TASK BRIEF
Go line by line through the entries and show those that hold the string "ranker".

[Collected data entries]
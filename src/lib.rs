mod error;
pub mod distance;
pub mod pool;
pub mod ranker;
pub mod vector;

pub use distance::{
    compute_distances, compute_distances_raw, CosineDistance, DistanceCalculator, DistanceTriple,
    EuclideanDistance, ManhattanDistance,
};
pub use error::{Error, Result};
pub use pool::Pool;
pub use ranker::{recommend, RankOptions, RankedCandidate, Ranker, Recommendation, Seed};
pub use vector::{CandidateRecord, FeatureVector, FEATURE_COUNT, FEATURE_NAMES};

PROBLEM SOLUTION
pub mod ranker;
pub use ranker::{recommend, RankOptions, RankedCandidate, Ranker, Recommendation, Seed};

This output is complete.